Meta AI Neural Computer: 98.7% Cursor Accuracy, 4% Math

Meta AI & KAUST built a neural computer where AI replaces the OS — 98.7% cursor accuracy, only 4% on math. Maps AI automation's next unsolved frontier.


What if AI automation didn't need Windows, macOS, or Linux at all? Researchers at Meta AI and King Abdullah University of Science and Technology (KAUST) have demonstrated working prototypes of a radical answer: a neural computer where the neural network is the operating system — not software sitting on top of one.

The catch: their prototype scored 98.7% accuracy on cursor control and only 4% on basic arithmetic. That gap is the entire story of where AI is headed — and why we're probably 3–5 years from it mattering to anyone outside a research lab.

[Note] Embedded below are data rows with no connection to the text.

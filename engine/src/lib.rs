//! Async control adapter for UCI chess engines.
//!
//! The adapter does not play chess. It starts an engine process, runs the
//! `uci` handshake and `isready` barriers, maps an abstract difficulty level
//! and a game variant onto engine options, sends searches, and hands the
//! engine's `bestmove` back to the host.
//!
//! # Example
//!
//! ```no_run
//! use std::sync::Arc;
//! use stockfish_adapter::{
//!     ControllerConfig, EngineFlavor, EngineHost, GameController, Level, Platform,
//!     ProcessTransport, Variant,
//! };
//!
//! struct PrintHost;
//!
//! impl EngineHost for PrintHost {
//!     fn on_engine_move(&self, mv: &str) {
//!         println!("engine plays {}", mv);
//!     }
//!     fn on_engine_drop(&self, drop: &str) {
//!         println!("engine drops {}", drop);
//!     }
//! }
//!
//! #[tokio::main]
//! async fn main() -> Result<(), Box<dyn std::error::Error>> {
//!     let transport = ProcessTransport::locate(EngineFlavor::Variants)?;
//!     let config = ControllerConfig::new(Variant::Standard, Platform::Desktop);
//!     let mut controller = GameController::new(transport, config, Arc::new(PrintHost));
//!
//!     controller.init().await?;
//!     controller.set_level(Level::new(4)?).await?;
//!     controller
//!         .search("rnbqkbnr/pppppppp/8/8/8/8/PPPPPPPP/RNBQKBNR w KQkq - 0 1", ["e2e4"])
//!         .await?;
//!     Ok(())
//! }
//! ```

pub mod bus;
pub mod config;
pub mod controller;
pub mod error;
pub mod options;
pub mod platform;
pub mod session;
pub mod strength;
pub mod transport;
pub mod uci;
pub mod variant;

pub use bus::{Flow, LineBus, LineListener, Subscription};
pub use config::{threads_for_cores, ControllerConfig, HostResources};
pub use controller::{ControllerState, EngineHost, GameController};
pub use error::{EngineError, EngineResult};
pub use options::{EngineOption, OptionValue};
pub use platform::{EngineFlavor, Platform, PlatformPolicy};
pub use session::{EngineIdentity, EngineSession, WaitKind, DEFAULT_ENGINE_NAME};
pub use strength::{strength_option, Level};
pub use transport::{EngineTransport, ProcessTransport, ScriptedTransport, SentLog};
pub use variant::{variant_option, Variant};
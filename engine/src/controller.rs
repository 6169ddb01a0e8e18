//! Game controller: drives one engine across a game.
//!
//! ```text
//! Uninitialized --init--> Initializing --> Ready <--search/bestmove--> Searching
//!        ^                     |                \
//!        +------ failure ------+                 +--exit--> Exited
//! ```

use std::fmt;
use std::sync::Arc;
use std::time::Duration;

use parking_lot::Mutex;

use crate::bus::{Flow, Subscription};
use crate::config::{ControllerConfig, HostResources};
use crate::error::{EngineError, EngineResult};
use crate::options::{UCI_ANALYSE_MODE, UCI_LIMIT_STRENGTH};
use crate::platform::PlatformPolicy;
use crate::session::EngineSession;
use crate::strength::{strength_option, Level};
use crate::transport::EngineTransport;
use crate::uci::{self, BestMove, EngineLine};

/// Callbacks into the host application.
///
/// Called from whichever task reads the engine's output, so they should hand
/// the move off rather than call back into the controller.
pub trait EngineHost: Send + Sync {
    /// The engine picked a regular move, e.g. `e2e4` or `e7e8q`.
    fn on_engine_move(&self, mv: &str);

    /// The engine picked a piece drop, e.g. `N@f3`.
    fn on_engine_drop(&self, drop: &str);
}

#[derive(Debug, Clone, Copy, PartialEq, Eq)]
pub enum ControllerState {
    Uninitialized,
    Initializing,
    Ready,
    Searching,
    Exited,
}

impl fmt::Display for ControllerState {
    fn fmt(&self, f: &mut fmt::Formatter<'_>) -> fmt::Result {
        let name = match self {
            ControllerState::Uninitialized => "uninitialized",
            ControllerState::Initializing => "initializing",
            ControllerState::Ready => "ready",
            ControllerState::Searching => "searching",
            ControllerState::Exited => "exited",
        };
        f.write_str(name)
    }
}

pub struct GameController<T: EngineTransport> {
    session: EngineSession<T>,
    host: Arc<dyn EngineHost>,
    policy: Arc<dyn PlatformPolicy>,
    resources: HostResources,
    handshake_timeout: Option<Duration>,
    level: Level,
    /// Level was set before `init` and still has to be pushed.
    level_pending: bool,
    state: Arc<Mutex<ControllerState>>,
    move_listener: Option<Subscription>,
    engine_name: Option<String>,
}

impl<T: EngineTransport> GameController<T> {
    pub fn new(transport: T, config: ControllerConfig, host: Arc<dyn EngineHost>) -> Self {
        let session = EngineSession::new(transport, config.variant, Arc::clone(&config.platform));
        Self {
            session,
            host,
            policy: config.platform,
            resources: config.resources,
            handshake_timeout: config.handshake_timeout,
            level: Level::default(),
            level_pending: false,
            state: Arc::new(Mutex::new(ControllerState::Uninitialized)),
            move_listener: None,
            engine_name: None,
        }
    }

    pub fn state(&self) -> ControllerState {
        *self.state.lock()
    }

    pub fn level(&self) -> Level {
        self.level
    }

    /// Name reported during the last successful handshake.
    pub fn engine_name(&self) -> Option<&str> {
        self.engine_name.as_deref()
    }

    pub fn session(&self) -> &EngineSession<T> {
        &self.session
    }

    /// Start and configure the engine. Does nothing once initialized.
    ///
    /// On failure everything done so far is undone, the error is logged and
    /// returned, and the controller is back to `Uninitialized` so `init` can
    /// be retried from the top.
    #[tracing::instrument(level = "info", skip(self), fields(variant = %self.session.variant()))]
    pub async fn init(&mut self) -> EngineResult<()> {
        match self.state() {
            ControllerState::Uninitialized => {}
            ControllerState::Exited => return Err(EngineError::Exited),
            state => {
                tracing::debug!("Engine already initialized ({})", state);
                return Ok(());
            }
        }

        self.set_state(ControllerState::Initializing);
        match self.run_init().await {
            Ok(()) => {
                self.set_state(ControllerState::Ready);
                tracing::info!("Engine initialized");
                Ok(())
            }
            Err(e) => {
                tracing::error!("Engine initialization failed: {}", e);
                self.detach_move_listener();
                if self.session.is_started() {
                    if let Err(exit_err) = self.session.exit().await {
                        tracing::warn!("Failed to stop engine after failed init: {}", exit_err);
                    }
                }
                self.set_state(ControllerState::Uninitialized);
                Err(e)
            }
        }
    }

    async fn run_init(&mut self) -> EngineResult<()> {
        let identity = self.session.start(self.handshake_timeout).await?;
        self.engine_name = Some(identity.engine_name);
        self.attach_move_listener();

        self.session.set_variant().await?;
        self.session
            .apply_option(&self.resources.threads_option())
            .await?;
        if self.policy.applies_memory_option() {
            self.session.apply_option(&self.resources.hash_option()).await?;
        }

        self.new_game_sequence().await?;

        if self.level_pending {
            self.push_strength().await?;
            self.level_pending = false;
        }
        Ok(())
    }

    /// Reset the engine for a new game.
    pub async fn new_game(&mut self) -> EngineResult<()> {
        match self.state() {
            ControllerState::Ready | ControllerState::Searching => {}
            ControllerState::Exited => return Err(EngineError::Exited),
            state => {
                return Err(EngineError::InvalidState {
                    op: "start a new game",
                    state,
                })
            }
        }
        self.new_game_sequence().await
    }

    async fn new_game_sequence(&mut self) -> EngineResult<()> {
        self.session.send(uci::UCI_NEW_GAME).await?;
        // The engine must acknowledge the reset before any option is trusted.
        self.session.await_ready(self.handshake_timeout).await?;
        self.session.set_option(UCI_ANALYSE_MODE, false).await?;
        self.session.set_option(UCI_LIMIT_STRENGTH, true).await
    }

    /// Ask for a move in the position reached from `fen` by `moves`.
    ///
    /// Returns once the commands are sent; the move arrives through the
    /// [`EngineHost`] callbacks.
    pub async fn search<I, S>(&mut self, fen: &str, moves: I) -> EngineResult<()>
    where
        I: IntoIterator<Item = S>,
        S: AsRef<str>,
    {
        match self.state() {
            ControllerState::Ready => {}
            ControllerState::Exited => return Err(EngineError::Exited),
            state => return Err(EngineError::InvalidState { op: "search", state }),
        }

        self.session.send(&uci::position_command(fen, moves)).await?;

        // Searching before `go`: a fast engine can answer while it is sent.
        self.set_state(ControllerState::Searching);
        let go = uci::go_command(self.level.movetime_ms(), self.level.search_depth());
        if let Err(e) = self.session.send(&go).await {
            self.set_state(ControllerState::Ready);
            return Err(e);
        }
        Ok(())
    }

    /// Store `level` for later searches and push its strength option.
    ///
    /// Before `init` the option is held back and pushed at the end of `init`.
    pub async fn set_level(&mut self, level: Level) -> EngineResult<()> {
        let state = self.state();
        if state == ControllerState::Exited {
            return Err(EngineError::Exited);
        }

        self.level = level;
        if state == ControllerState::Uninitialized {
            tracing::debug!("Engine not started, level {} applied at init", level);
            self.level_pending = true;
            return Ok(());
        }
        self.push_strength().await
    }

    async fn push_strength(&mut self) -> EngineResult<()> {
        let option = strength_option(self.level, self.policy.as_ref());
        tracing::info!("Setting level {} ({})", self.level, option);
        self.session.apply_option(&option).await
    }

    /// Stop listening for moves and terminate the engine. Terminal.
    pub async fn exit(&mut self) -> EngineResult<()> {
        if self.state() == ControllerState::Exited {
            return Err(EngineError::Exited);
        }
        self.detach_move_listener();
        self.set_state(ControllerState::Exited);
        tracing::info!("Exiting engine");
        self.session.exit().await
    }

    fn set_state(&self, state: ControllerState) {
        *self.state.lock() = state;
    }

    fn attach_move_listener(&mut self) {
        if self.move_listener.is_some() {
            return;
        }
        let state = Arc::clone(&self.state);
        let host = Arc::clone(&self.host);
        let listener = move |line: &str| {
            if let Some(EngineLine::BestMove(best)) = uci::parse_line(line) {
                {
                    let mut state = state.lock();
                    if *state == ControllerState::Searching {
                        *state = ControllerState::Ready;
                    }
                }
                match best {
                    BestMove::Move(mv) => host.on_engine_move(&mv),
                    BestMove::PieceDrop(drop) => host.on_engine_drop(&drop),
                    BestMove::NoMove => tracing::info!("Engine has no move: {}", line),
                }
            }
            Flow::Continue
        };
        self.move_listener = Some(self.session.bus().subscribe(listener));
    }

    fn detach_move_listener(&mut self) {
        if let Some(sub) = self.move_listener.take() {
            self.session.bus().unsubscribe(sub);
        }
    }
}
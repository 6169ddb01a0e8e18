//! Line event bus.
//!
//! Every line the engine prints is published here and handed, synchronously
//! and in registration order, to each listener registered at that moment.
//! Nothing is buffered: a listener registered after a line was published
//! never sees it.
//!
//! Each session owns its own bus. Listeners live in an arena keyed by
//! [`Subscription`] handles, so a listener can remove itself (by returning
//! [`Flow::Unsubscribe`] or by calling [`LineBus::unsubscribe`]) while it is
//! being invoked.

use std::sync::Arc;

use parking_lot::Mutex;

/// What a listener wants after seeing a line.
#[derive(Debug, Clone, Copy, PartialEq, Eq)]
pub enum Flow {
    Continue,
    Unsubscribe,
}

/// Receiver of engine output lines.
///
/// Any `FnMut(&str) -> Flow + Send` closure is a listener.
pub trait LineListener: Send {
    fn on_line(&mut self, line: &str) -> Flow;

    /// Called once when the bus closes (the engine output stream ended).
    fn on_close(&mut self) {}
}

impl<F> LineListener for F
where
    F: FnMut(&str) -> Flow + Send,
{
    fn on_line(&mut self, line: &str) -> Flow {
        self(line)
    }
}

/// Handle returned by [`LineBus::subscribe`].
#[derive(Debug, Clone, Copy, PartialEq, Eq, Hash)]
pub struct Subscription(u64);

struct Slot {
    id: u64,
    listener: Box<dyn LineListener>,
}

#[derive(Default)]
struct BusState {
    next_id: u64,
    listeners: Vec<Slot>,
    /// Ids unsubscribed while their slot was checked out by `publish`.
    removed: Vec<u64>,
    dispatch_depth: usize,
    closed: bool,
}

/// Cheap, cloneable handle to a session's line bus.
#[derive(Clone, Default)]
pub struct LineBus {
    inner: Arc<Mutex<BusState>>,
}

impl std::fmt::Debug for LineBus {
    fn fmt(&self, f: &mut std::fmt::Formatter<'_>) -> std::fmt::Result {
        let state = self.inner.lock();
        f.debug_struct("LineBus")
            .field("listeners", &state.listeners.len())
            .field("closed", &state.closed)
            .finish()
    }
}

impl LineBus {
    pub fn new() -> Self {
        Self::default()
    }

    pub fn subscribe(&self, listener: impl LineListener + 'static) -> Subscription {
        let mut listener: Box<dyn LineListener> = Box::new(listener);
        let mut state = self.inner.lock();
        let id = state.next_id;
        state.next_id += 1;

        if state.closed {
            drop(state);
            listener.on_close();
            return Subscription(id);
        }

        state.listeners.push(Slot { id, listener });
        Subscription(id)
    }

    /// Remove a listener. Unknown or already removed handles are ignored.
    pub fn unsubscribe(&self, subscription: Subscription) {
        let removed = {
            let mut state = self.inner.lock();
            match state
                .listeners
                .iter()
                .position(|slot| slot.id == subscription.0)
            {
                Some(index) => Some(state.listeners.remove(index)),
                None => {
                    if state.dispatch_depth > 0 {
                        state.removed.push(subscription.0);
                    }
                    None
                }
            }
        };
        // Dropped outside the lock.
        drop(removed);
    }

    /// Deliver `line` to every current listener, in registration order.
    pub fn publish(&self, line: &str) {
        let slots = {
            let mut state = self.inner.lock();
            if state.closed {
                return;
            }
            state.dispatch_depth += 1;
            std::mem::take(&mut state.listeners)
        };

        let mut kept = Vec::with_capacity(slots.len());
        for mut slot in slots {
            if self.inner.lock().removed.contains(&slot.id) {
                continue;
            }
            if slot.listener.on_line(line) == Flow::Continue {
                kept.push(slot);
            }
        }

        let closing = {
            let mut state = self.inner.lock();
            state.dispatch_depth -= 1;
            let removed = std::mem::take(&mut state.removed);
            kept.retain(|slot| !removed.contains(&slot.id));
            if state.dispatch_depth > 0 {
                // An outer publish still holds checked-out slots.
                state.removed = removed;
            }
            // Listeners subscribed during dispatch go after the existing ones.
            kept.append(&mut state.listeners);
            if state.closed {
                kept
            } else {
                state.listeners = kept;
                Vec::new()
            }
        };

        for mut slot in closing {
            slot.listener.on_close();
        }
    }

    /// Close the bus: every listener gets [`LineListener::on_close`] and is
    /// dropped. Later publishes are ignored.
    pub fn close(&self) {
        let slots = {
            let mut state = self.inner.lock();
            if state.closed {
                return;
            }
            state.closed = true;
            std::mem::take(&mut state.listeners)
        };
        tracing::debug!("Line bus closed ({} listeners)", slots.len());
        for mut slot in slots {
            slot.listener.on_close();
        }
    }

    pub fn is_closed(&self) -> bool {
        self.inner.lock().closed
    }

    pub fn listener_count(&self) -> usize {
        self.inner.lock().listeners.len()
    }
}

#[cfg(test)]
mod tests {
    use super::*;

    fn recorder(log: &Arc<Mutex<Vec<String>>>, tag: &'static str) -> impl LineListener {
        let log = Arc::clone(log);
        move |line: &str| {
            log.lock().push(format!("{}:{}", tag, line));
            Flow::Continue
        }
    }

    #[test]
    fn test_publish_in_registration_order() {
        let bus = LineBus::new();
        let log = Arc::new(Mutex::new(Vec::new()));
        bus.subscribe(recorder(&log, "a"));
        bus.subscribe(recorder(&log, "b"));

        bus.publish("uciok");
        bus.publish("readyok");

        assert_eq!(
            *log.lock(),
            vec!["a:uciok", "b:uciok", "a:readyok", "b:readyok"]
        );
    }

    #[test]
    fn test_late_subscriber_misses_earlier_lines() {
        let bus = LineBus::new();
        let log = Arc::new(Mutex::new(Vec::new()));
        bus.publish("id name Early");
        bus.subscribe(recorder(&log, "late"));
        bus.publish("uciok");

        assert_eq!(*log.lock(), vec!["late:uciok"]);
    }

    #[test]
    fn test_listener_unsubscribes_itself_by_returning_flow() {
        let bus = LineBus::new();
        let log = Arc::new(Mutex::new(Vec::new()));
        let seen = Arc::clone(&log);
        bus.subscribe(move |line: &str| {
            seen.lock().push(format!("once:{}", line));
            Flow::Unsubscribe
        });
        bus.subscribe(recorder(&log, "always"));

        bus.publish("one");
        bus.publish("two");

        assert_eq!(*log.lock(), vec!["once:one", "always:one", "always:two"]);
        assert_eq!(bus.listener_count(), 1);
    }

    #[test]
    fn test_listener_unsubscribes_itself_by_handle() {
        let bus = LineBus::new();
        let log = Arc::new(Mutex::new(Vec::new()));
        let handle: Arc<Mutex<Option<Subscription>>> = Arc::new(Mutex::new(None));

        let inner_bus = bus.clone();
        let inner_handle = Arc::clone(&handle);
        let seen = Arc::clone(&log);
        let sub = bus.subscribe(move |line: &str| {
            seen.lock().push(line.to_string());
            if let Some(sub) = *inner_handle.lock() {
                inner_bus.unsubscribe(sub);
            }
            Flow::Continue
        });
        *handle.lock() = Some(sub);
        bus.subscribe(recorder(&log, "next"));

        bus.publish("first");
        bus.publish("second");

        assert_eq!(*log.lock(), vec!["first", "next:first", "next:second"]);
    }

    #[test]
    fn test_listener_can_remove_a_later_listener_mid_dispatch() {
        let bus = LineBus::new();
        let log = Arc::new(Mutex::new(Vec::new()));
        let victim: Arc<Mutex<Option<Subscription>>> = Arc::new(Mutex::new(None));

        let inner_bus = bus.clone();
        let inner_victim = Arc::clone(&victim);
        bus.subscribe(move |_: &str| {
            if let Some(sub) = inner_victim.lock().take() {
                inner_bus.unsubscribe(sub);
            }
            Flow::Continue
        });
        *victim.lock() = Some(bus.subscribe(recorder(&log, "victim")));

        bus.publish("line");

        assert!(log.lock().is_empty());
        assert_eq!(bus.listener_count(), 1);
    }

    #[test]
    fn test_subscribe_during_dispatch_sees_next_line_only() {
        let bus = LineBus::new();
        let log = Arc::new(Mutex::new(Vec::new()));
        let inner_bus = bus.clone();
        let inner_log = Arc::clone(&log);
        bus.subscribe(move |_: &str| {
            inner_bus.subscribe(recorder(&inner_log, "added"));
            Flow::Unsubscribe
        });

        bus.publish("first");
        bus.publish("second");

        assert_eq!(*log.lock(), vec!["added:second"]);
    }

    #[test]
    fn test_close_notifies_and_drops_listeners() {
        struct Closing(Arc<Mutex<bool>>);
        impl LineListener for Closing {
            fn on_line(&mut self, _line: &str) -> Flow {
                Flow::Continue
            }
            fn on_close(&mut self) {
                *self.0.lock() = true;
            }
        }

        let bus = LineBus::new();
        let closed = Arc::new(Mutex::new(false));
        bus.subscribe(Closing(Arc::clone(&closed)));

        bus.close();

        assert!(*closed.lock());
        assert!(bus.is_closed());
        assert_eq!(bus.listener_count(), 0);

        let late = Arc::new(Mutex::new(false));
        bus.subscribe(Closing(Arc::clone(&late)));
        assert!(*late.lock(), "subscribing to a closed bus closes the listener at once");
    }

    #[test]
    fn test_publish_after_close_is_ignored() {
        let bus = LineBus::new();
        let log = Arc::new(Mutex::new(Vec::new()));
        bus.subscribe(recorder(&log, "x"));
        bus.publish("uciok");
        bus.close();
        bus.publish("readyok");
        assert_eq!(*log.lock(), vec!["x:uciok"]);
    }
}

What a Neural Computer Actually Is — AI Without a Traditional OS

To understand why this matters, you need to know how AI normally works today. An AI agent is like a highly capable employee who still needs a desk, a computer, and an operating system underneath them. They call APIs (interfaces that let programs talk to each other), navigate graphical interfaces built for humans, and depend on external software infrastructure to do anything useful.

A Neural Computer (NC) flips this entirely. Instead of AI sitting on top of a computer, the researchers proposed that the neural network itself becomes the running computer. Computation (math processing), working memory (temporary data held during a task), and I/O (inputs and outputs — what appears on screen and what gets typed) are all folded into a single learned model state. No external OS. No API calls. No separate memory module.

The research team framed it this way:

"The latent state carries what the operating system stack ordinarily would — executable context, working memory, and interface state — inside the model rather than outside it."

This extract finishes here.